Please review the following information, alongside the published Test Directory documents, to ensure you are aware of any updates that may affect your practice.
The changes to the Rare and Inherited Disease Test Directory will be implemented across the Genomic Medicine Service laboratories over the next 3 months.
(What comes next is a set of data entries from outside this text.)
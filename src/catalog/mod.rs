use crate::config::Configuration;
use crate::http::HttpClient;
use crate::models::{Movie, RawMovie};
use crate::normalize::normalize;
use anyhow::Result;
use std::collections::{BTreeSet, HashSet};
use std::path::PathBuf;
use tracing::{info, instrument, warn};
use url::Url;

/// Where the dataset dump lives: a remote JSON document or a local file.
#[derive(Debug, Clone)]
pub enum DatasetSource {
    Url(String),
    Path(PathBuf),
}

impl DatasetSource {
    /// A command-line override beats the configuration file.
    pub fn resolve(cli_value: Option<&str>, config: &Configuration) -> Result<Self> {
        if let Some(value) = cli_value {
            return Ok(Self::from_value(value));
        }
        let Some(dataset) = &config.dataset else {
            return Err(anyhow::anyhow!(
                "No dataset configured: set dataset.url or dataset.path, or pass --dataset"
            ));
        };
        if let Some(url) = &dataset.url {
            Url::parse(url).map_err(|e| anyhow::anyhow!("Invalid dataset url {}: {}", url, e))?;
            Ok(DatasetSource::Url(url.clone()))
        } else if let Some(path) = &dataset.path {
            Ok(DatasetSource::Path(PathBuf::from(path)))
        } else {
            Err(anyhow::anyhow!(
                "Dataset section is empty: set dataset.url or dataset.path"
            ))
        }
    }

    fn from_value(value: &str) -> Self {
        match Url::parse(value) {
            Ok(url) if matches!(url.scheme(), "http" | "https") => {
                DatasetSource::Url(value.to_string())
            }
            _ => DatasetSource::Path(PathBuf::from(value)),
        }
    }

    pub fn describe(&self) -> String {
        match self {
            DatasetSource::Url(url) => url.clone(),
            DatasetSource::Path(path) => path.display().to_string(),
        }
    }
}

pub struct CatalogClient {
    http: HttpClient,
    source: DatasetSource,
}

impl CatalogClient {
    pub fn new(http: HttpClient, source: DatasetSource) -> Self {
        Self { http, source }
    }

    /// One-shot catalog load: fetch the raw JSON array, normalize every
    /// entry. No retries; a failure is the caller's empty state.
    #[instrument(skip(self), fields(source = %self.source.describe()))]
    pub async fn load(&self) -> Result<Vec<Movie>> {
        info!("Loading catalog");
        let raw: Vec<RawMovie> = match &self.source {
            DatasetSource::Url(url) => self.http.get_json(url).await?,
            DatasetSource::Path(path) => {
                let content = tokio::fs::read_to_string(path).await.map_err(|e| {
                    anyhow::anyhow!("Failed to read dataset {}: {}", path.display(), e)
                })?;
                serde_json::from_str(&content).map_err(|e| {
                    anyhow::anyhow!("Failed to parse dataset {}: {}", path.display(), e)
                })?
            }
        };
        info!("Fetched {} raw catalog entries", raw.len());

        let movies: Vec<Movie> = raw.into_iter().map(normalize).collect();
        warn_on_duplicate_ids(&movies);
        Ok(movies)
    }
}

/// Ids are expected to be unique within a collection; a dump that violates
/// that is worth a log line but not a failure.
fn warn_on_duplicate_ids(movies: &[Movie]) {
    let mut seen = HashSet::new();
    for movie in movies {
        if !seen.insert(movie.id.as_str()) {
            warn!("Duplicate record id in catalog: {}", movie.id);
        }
    }
}

/// Distinct genres across the collection, sorted.
pub fn distinct_genres(movies: &[Movie]) -> Vec<String> {
    movies
        .iter()
        .flat_map(|m| m.genre.iter().cloned())
        .collect::<BTreeSet<_>>()
        .into_iter()
        .collect()
}

#[cfg(test)]
mod tests {
    use super::*;
    use std::io::Write;

    #[test]
    fn cli_override_beats_configuration() {
        let config = Configuration {
            dataset: Some(crate::config::DatasetConfig {
                url: Some("https://example.com/movies.json".to_string()),
                path: None,
            }),
            ..Configuration::default()
        };
        let source = DatasetSource::resolve(Some("local.json"), &config).unwrap();
        assert!(matches!(source, DatasetSource::Path(_)));

        let source = DatasetSource::resolve(None, &config).unwrap();
        assert!(matches!(source, DatasetSource::Url(_)));
    }

    #[test]
    fn http_looking_values_resolve_as_urls() {
        assert!(matches!(
            DatasetSource::from_value("https://example.com/a.json"),
            DatasetSource::Url(_)
        ));
        assert!(matches!(
            DatasetSource::from_value("data/movies.json"),
            DatasetSource::Path(_)
        ));
    }

    #[test]
    fn missing_dataset_is_an_error() {
        let config = Configuration::default();
        assert!(DatasetSource::resolve(None, &config).is_err());
    }

    #[tokio::test]
    async fn loads_and_normalizes_a_local_dump() {
        let mut file = tempfile::NamedTempFile::new().unwrap();
        write!(
            file,
            r#"[{{"index": 1, "title": " Nayakan ", "year": "1987", "genre": "Crime, Drama"}}, {{}}]"#
        )
        .unwrap();

        let client = CatalogClient::new(
            HttpClient::new(),
            DatasetSource::Path(file.path().to_path_buf()),
        );
        let movies = client.load().await.unwrap();

        assert_eq!(movies.len(), 2);
        assert_eq!(movies[0].title, "Nayakan");
        assert_eq!(movies[0].year, Some(1987));
        assert_eq!(movies[1].title, "Untitled");
        assert_eq!(distinct_genres(&movies), vec!["Crime", "Drama"]);
    }

    #[tokio::test]
    async fn unreadable_dump_is_an_error_not_a_panic() {
        let client = CatalogClient::new(
            HttpClient::new(),
            DatasetSource::Path(PathBuf::from("/does/not/exist.json")),
        );
        assert!(client.load().await.is_err());
    }
}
| Clinical Indication ID | Clinical Indication |
|---|---|
| Clinical Indication ID R446 | Clinical Indication APOL1 kidney donor testing |
| Clinical Indication ID R452 |
Clinical Indication
Silver Russell Syndrome and Temple Syndrome (Replaces R147 Growth failure in early childhood) |
| Clinical Indication ID R453 |
Clinical Indication
Monogenic short stature (Replaces R147 Growth failure in early childhood) |
| Clinical Indication ID R449, R451, R450 | Clinical Indication New Clinical Indications for diagnostic testing of metabolic genes. |
| Clinical Indication ID | Clinical Indication | Change |
|---|---|---|
| Clinical Indication ID R444.1 | Clinical Indication NICE approved PARP inhibitor treatment |
Change
Eligibility expanded to include testing for individuals with HER2-negative breast cancer for access to Talazoparib. |
| Clinical Indication ID R444.1 | Clinical Indication NICE approved PARP inhibitor treatment |
Change
Testing for BRCA1 and BRCA2 genes only. Recommendation to request R208 - Inherited breast cancer and ovarian cancer, where patients are eligible, to receive full gene panel testing. |
| Clinical Indication ID R147 | Clinical Indication Growth failure in early childhood |
Change
Removal of R147 Clinical Indication. Replaced with R452 Silver Russell Syndrome and Temple Syndrome and R453 Monogenic short stature |
| Clinical Indication ID R195 | Clinical Indication Proteinuric renal disease |
Change
Clinical Indication moved to WGS with immediate effect |
| Clinical Indication ID R65 |
Clinical Indication
Aminoglycoside exposure posing risk to hearing |
Change
Three MT-RNR1 variants will now be tested for this clinical indication: m.1555A>G m.1095T>C m.1494C>T |
| Clinical Indication ID R351 | Clinical Indication NARP syndrome or maternally inherited Leigh syndrome | Change Removal of MT-ND6 target from R351.1 |
| Clinical Indication ID R239 | Clinical Indication Incontinentia pigmenti | Change Addition of a test type for testing common IKBKG deletion. |
|
Clinical Indication ID
R27 R29 |
Clinical Indication
Paediatric disorders, Intellectual disability |
Change
Removal of array test type for these WGS clinical indications. R377 Intellectual disability - microarray only, can be used if indicated. |
|
Clinical Indication ID
R69 R59 R83 R84 R86 R87 R88 R89 |
Clinical Indication
Hypotonic infant, Early onset or syndromic epilepsy, Arthrogryposis, Cerebellar anomalies, Hydrocephalus, Cerebral malformation, Severe microcephaly, Ultra-rare and atypical monogenic disorders |
Change
Text added to eligibility criteria “It is not a requirement to perform microarray testing in addition to WGS but microarray testing can be performed where appropriate”. For these WGS tests, a parallel microarray will not be routinely performed unless clinically indicated and/or requested on the test order form. |
Copy Number Variation test codes
Copy Number Variant (CNVs) test codes for most gene panel Clinical Indications have been merged with the gene panel test code. Where possible, CNVs will now be routinely delivered via next generation sequencing (NGS) for these tests. Where CNV detection is not possible within genes known to have disease causing CNVs (e.g. due to homology with pseudogenes), alternative methods will be used to identify CNVs (eg. R210.6 PMS2 MLPA will be run for R210 - Inherited MMR deficiency patients).
Gene Panel Content
Updates have also been made to gene panel content. Please use the NHS GMS Panel Resource (opens in a new tab) to view current gene panel content.